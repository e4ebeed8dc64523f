//! Error types for mesh generation and GPU setup

use thiserror::Error;

/// Errors produced by the grid mesh generator
#[derive(Debug, Clone, PartialEq, Eq, Error)]
pub enum MeshError {
    /// A grid needs at least 2x2 vertices to form a triangle
    #[error("Invalid tessellation {0}: a grid needs at least 2 vertices per side")]
    InvalidTessellation(u32),

    /// N² vertex indices would collide with the primitive-restart value
    #[error("Tessellation {requested} too large: at most {max} vertices per side fit in u32 indices")]
    TessellationTooLarge {
        /// The requested vertices per side
        requested: u32,
        /// The largest supported value
        max: u32,
    },
}

/// Errors that can occur while acquiring or reading back from the GPU
#[derive(Debug, Error)]
pub enum GpuError {
    /// No compatible adapter found
    #[error("No compatible GPU adapter found")]
    NoAdapter,

    /// Device request failed
    #[error("Failed to create GPU device: {0}")]
    DeviceCreation(#[from] wgpu::RequestDeviceError),

    /// Mapping a readback buffer failed
    #[error("Failed to map GPU buffer: {0}")]
    BufferMapping(String),
}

___

→ **TASK BRIEF**: Everything from the line with "compatible adapter found" to the last line of the entries is to be written out exactly; omit all earlier lines.

→ **SOLUTION TO THIS PROBLEM**:
    /// No compatible adapter found
    #[error("No compatible GPU adapter found")]
    NoAdapter,

    /// Device request failed
    #[error("Failed to create GPU device: {0}")]
    DeviceCreation(#[from] wgpu::RequestDeviceError),

    /// Mapping a readback buffer failed
    #[error("Failed to map GPU buffer: {0}")]
    BufferMapping(String),
}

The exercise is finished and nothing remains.